### Problem description
How many lines in the material below contain the word "Some"? Write only the number.

### Information
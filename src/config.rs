//! Persisted stream configuration.
//!
//! The router itself never writes anything; these types are what a
//! configuration file holds and what the registry hands back on shutdown.

use std::fs;
use std::path::{Path, PathBuf};

use serde::{Deserialize, Serialize};

use crate::error::{Error, Result};
use crate::transport::{TransportKind, TransportSettings};

/// Number of streams created when nothing else is asked for.
pub const DEFAULT_MAX_STREAMS: usize = 6;

/// Line ending appended to script lines.
pub const DEFAULT_LINE_TERMINATION: &str = "\r\n";

/// Everything needed to recreate one stream.
#[derive(Debug, Clone, PartialEq, Serialize, Deserialize)]
#[serde(default)]
pub struct PortConfig {
    pub id: usize,
    pub linked_ports: Vec<usize>,
    pub transport: Option<TransportSettings>,
    pub startup_script_enabled: bool,
    pub startup_script: PathBuf,
    pub shutdown_script_enabled: bool,
    pub shutdown_script: PathBuf,
    pub logging: bool,
    pub log_file: PathBuf,
    pub show_incoming: bool,
    pub show_outgoing: bool,
    pub line_termination: String,
    pub connect_on_startup: bool,
}

impl Default for PortConfig {
    fn default() -> Self {
        PortConfig {
            id: 0,
            linked_ports: Vec::new(),
            transport: None,
            startup_script_enabled: false,
            startup_script: PathBuf::new(),
            shutdown_script_enabled: false,
            shutdown_script: PathBuf::new(),
            logging: false,
            log_file: PathBuf::new(),
            show_incoming: false,
            show_outgoing: false,
            line_termination: DEFAULT_LINE_TERMINATION.to_string(),
            connect_on_startup: false,
        }
    }
}

impl PortConfig {
    pub fn new(id: usize) -> PortConfig {
        PortConfig {
            id,
            ..Default::default()
        }
    }

    pub fn kind(&self) -> TransportKind {
        self.transport
            .as_ref()
            .map(TransportSettings::kind)
            .unwrap_or_default()
    }
}

/// A whole configuration file.
#[derive(Debug, Clone, PartialEq, Serialize, Deserialize)]
#[serde(default)]
pub struct RouterConfig {
    pub max_streams: usize,
    pub ports: Vec<PortConfig>,
}

impl Default for RouterConfig {
    fn default() -> Self {
        RouterConfig {
            max_streams: DEFAULT_MAX_STREAMS,
            ports: Vec::new(),
        }
    }
}

impl RouterConfig {
    pub fn load(path: &Path) -> Result<RouterConfig> {
        let text = fs::read_to_string(path)
            .map_err(|e| Error::Config(format!("reading {}: {}", path.display(), e)))?;
        serde_json::from_str(&text)
            .map_err(|e| Error::Config(format!("parsing {}: {}", path.display(), e)))
    }

    pub fn save(&self, path: &Path) -> Result<()> {
        let text = serde_json::to_string_pretty(self)
            .map_err(|e| Error::Config(format!("serializing configuration: {}", e)))?;
        fs::write(path, text)
            .map_err(|e| Error::Config(format!("writing {}: {}", path.display(), e)))
    }
}
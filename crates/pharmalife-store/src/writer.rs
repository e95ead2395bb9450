//! # Persistence Writer
//!
//! A single background task that applies snapshot writes in the order the
//! mutations happened.
//!
//! ## Write Flow
//! ```text
//! ┌─────────────────────────────────────────────────────────────────────────┐
//! │                    Persistence Writer Flow                              │
//! │                                                                         │
//! │  mutation (lock held)                                                  │
//! │     │ serialize Repository → snapshot                                  │
//! │     ▼                                                                   │
//! │  ┌─────────────── unbounded mpsc, FIFO ──────────────────┐             │
//! │  │  Save(S1) │ Save(S2) │ RemoveLegacy │ Flush(ack) │ …  │             │
//! │  └──────────────────────────┬─────────────────────────────┘             │
//! │                             ▼                                           │
//! │  PersistenceWriter::run                                                 │
//! │     1. primary.save("main", S)                                         │
//! │     2. on failure → legacy.save("pharmalife_db", S)                    │
//! │     3. on failure → log, count, move on                                │
//! │                                                                         │
//! │  Every message is a whole snapshot, so after the queue drains the      │
//! │  durable copy equals the last in-memory state.                         │
//! └─────────────────────────────────────────────────────────────────────────┘
//! ```
//!
//! The store starts the writer only after the primary snapshot has been
//! read, so nothing queued before init can overwrite it unseen.
//!
//! Writes have no timeout. A hung backend delays durability but never
//! blocks a mutation.

use std::sync::atomic::{AtomicU64, Ordering};
use std::sync::Arc;

use serde::Serialize;
use tokio::sync::{mpsc, oneshot};
use tracing::{debug, error, info, warn};

use crate::backend::StorageBackend;

// =============================================================================
// Messages
// =============================================================================

/// Where a snapshot ended up.
#[derive(Debug, Clone, Copy, PartialEq, Eq, Serialize)]
#[serde(rename_all = "snake_case")]
pub enum WriteOutcome {
    Primary,
    /// Primary failed; the legacy backend holds the snapshot.
    Fallback,
    /// Both backends failed. The snapshot exists only in memory.
    Failed,
}

pub(crate) enum WriteCommand {
    Save {
        snapshot: String,
        ack: Option<oneshot::Sender<WriteOutcome>>,
    },
    RemoveLegacy,
    Flush(oneshot::Sender<()>),
}

// =============================================================================
// Statistics
// =============================================================================

/// Counters of completed writes, for diagnostics.
#[derive(Debug, Clone, Copy, Default, PartialEq, Eq, Serialize)]
#[serde(rename_all = "camelCase")]
pub struct PersistStats {
    pub primary_writes: u64,
    pub fallback_writes: u64,
    pub failed_writes: u64,
}

#[derive(Debug, Default)]
struct Counters {
    primary: AtomicU64,
    fallback: AtomicU64,
    failed: AtomicU64,
}

impl Counters {
    fn record(&self, outcome: WriteOutcome) {
        let counter = match outcome {
            WriteOutcome::Primary => &self.primary,
            WriteOutcome::Fallback => &self.fallback,
            WriteOutcome::Failed => &self.failed,
        };
        counter.fetch_add(1, Ordering::Relaxed);
    }

    fn snapshot(&self) -> PersistStats {
        PersistStats {
            primary_writes: self.primary.load(Ordering::Relaxed),
            fallback_writes: self.fallback.load(Ordering::Relaxed),
            failed_writes: self.failed.load(Ordering::Relaxed),
        }
    }
}

// =============================================================================
// Handle
// =============================================================================

/// Sending side of the writer queue. Cheap to clone.
#[derive(Clone)]
pub(crate) struct WriterHandle {
    tx: mpsc::UnboundedSender<WriteCommand>,
    counters: Arc<Counters>,
}

impl WriterHandle {
    /// Queues a snapshot write.
    pub fn save(&self, snapshot: String) {
        self.send(WriteCommand::Save {
            snapshot,
            ack: None,
        });
    }

    /// Queues a snapshot write and returns a receiver for its outcome.
    pub fn save_with_ack(&self, snapshot: String) -> oneshot::Receiver<WriteOutcome> {
        let (ack, rx) = oneshot::channel();
        self.send(WriteCommand::Save {
            snapshot,
            ack: Some(ack),
        });
        rx
    }

    /// Queues removal of the legacy snapshot.
    pub fn remove_legacy(&self) {
        self.send(WriteCommand::RemoveLegacy);
    }

    /// Waits until every command queued before this call has been applied.
    pub async fn flush(&self) {
        let (ack, rx) = oneshot::channel();
        if self.tx.send(WriteCommand::Flush(ack)).is_ok() {
            let _ = rx.await;
        }
    }

    pub fn stats(&self) -> PersistStats {
        self.counters.snapshot()
    }

    fn send(&self, command: WriteCommand) {
        if self.tx.send(command).is_err() {
            error!("Persistence writer has stopped; change kept in memory only");
        }
    }
}

// =============================================================================
// Writer Task
// =============================================================================

pub(crate) struct PersistenceWriter {
    primary: Arc<dyn StorageBackend>,
    legacy: Arc<dyn StorageBackend>,
    primary_key: String,
    legacy_key: String,
    rx: mpsc::UnboundedReceiver<WriteCommand>,
    counters: Arc<Counters>,
}

impl PersistenceWriter {
    /// Creates a stopped writer. Commands sent through the handle queue up
    /// until `start` is called.
    pub fn new(
        primary: Arc<dyn StorageBackend>,
        legacy: Arc<dyn StorageBackend>,
        primary_key: String,
        legacy_key: String,
    ) -> (WriterHandle, Self) {
        let (tx, rx) = mpsc::unbounded_channel();
        let counters = Arc::new(Counters::default());

        let writer = PersistenceWriter {
            primary,
            legacy,
            primary_key,
            legacy_key,
            rx,
            counters: counters.clone(),
        };

        (WriterHandle { tx, counters }, writer)
    }

    /// Runs the writer on the current tokio runtime.
    pub fn start(self) {
        tokio::spawn(self.run());
    }

    /// Creates and immediately starts a writer.
    #[cfg(test)]
    pub fn spawn(
        primary: Arc<dyn StorageBackend>,
        legacy: Arc<dyn StorageBackend>,
        primary_key: String,
        legacy_key: String,
    ) -> WriterHandle {
        let (handle, writer) = Self::new(primary, legacy, primary_key, legacy_key);
        writer.start();
        handle
    }

    /// Applies commands until every handle is dropped.
    async fn run(mut self) {
        debug!(
            primary = self.primary.name(),
            legacy = self.legacy.name(),
            "Persistence writer started"
        );

        while let Some(command) = self.rx.recv().await {
            match command {
                WriteCommand::Save { snapshot, ack } => {
                    let outcome = self.write(&snapshot).await;
                    self.counters.record(outcome);
                    if let Some(ack) = ack {
                        let _ = ack.send(outcome);
                    }
                }
                WriteCommand::RemoveLegacy => self.remove_legacy().await,
                WriteCommand::Flush(ack) => {
                    let _ = ack.send(());
                }
            }
        }

        info!("Persistence writer stopped");
    }

    async fn write(&self, snapshot: &str) -> WriteOutcome {
        match self.primary.save(&self.primary_key, snapshot).await {
            Ok(()) => {
                debug!(
                    backend = self.primary.name(),
                    key = %self.primary_key,
                    bytes = snapshot.len(),
                    "Snapshot saved"
                );
                return WriteOutcome::Primary;
            }
            Err(e) => {
                error!(
                    backend = self.primary.name(),
                    key = %self.primary_key,
                    error = %e,
                    "Primary write failed, falling back to legacy backend"
                );
            }
        }

        match self.legacy.save(&self.legacy_key, snapshot).await {
            Ok(()) => {
                warn!(
                    backend = self.legacy.name(),
                    key = %self.legacy_key,
                    bytes = snapshot.len(),
                    "Snapshot saved to legacy backend"
                );
                WriteOutcome::Fallback
            }
            Err(e) => {
                error!(
                    backend = self.legacy.name(),
                    key = %self.legacy_key,
                    error = %e,
                    "Legacy write failed too; snapshot kept in memory only"
                );
                WriteOutcome::Failed
            }
        }
    }

    async fn remove_legacy(&self) {
        match self.legacy.remove(&self.legacy_key).await {
            Ok(()) => debug!(key = %self.legacy_key, "Legacy snapshot removed"),
            Err(e) => warn!(key = %self.legacy_key, error = %e, "Failed to remove legacy snapshot"),
        }
    }
}

// =============================================================================
// Unit Tests
// =============================================================================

### Exercise solution
3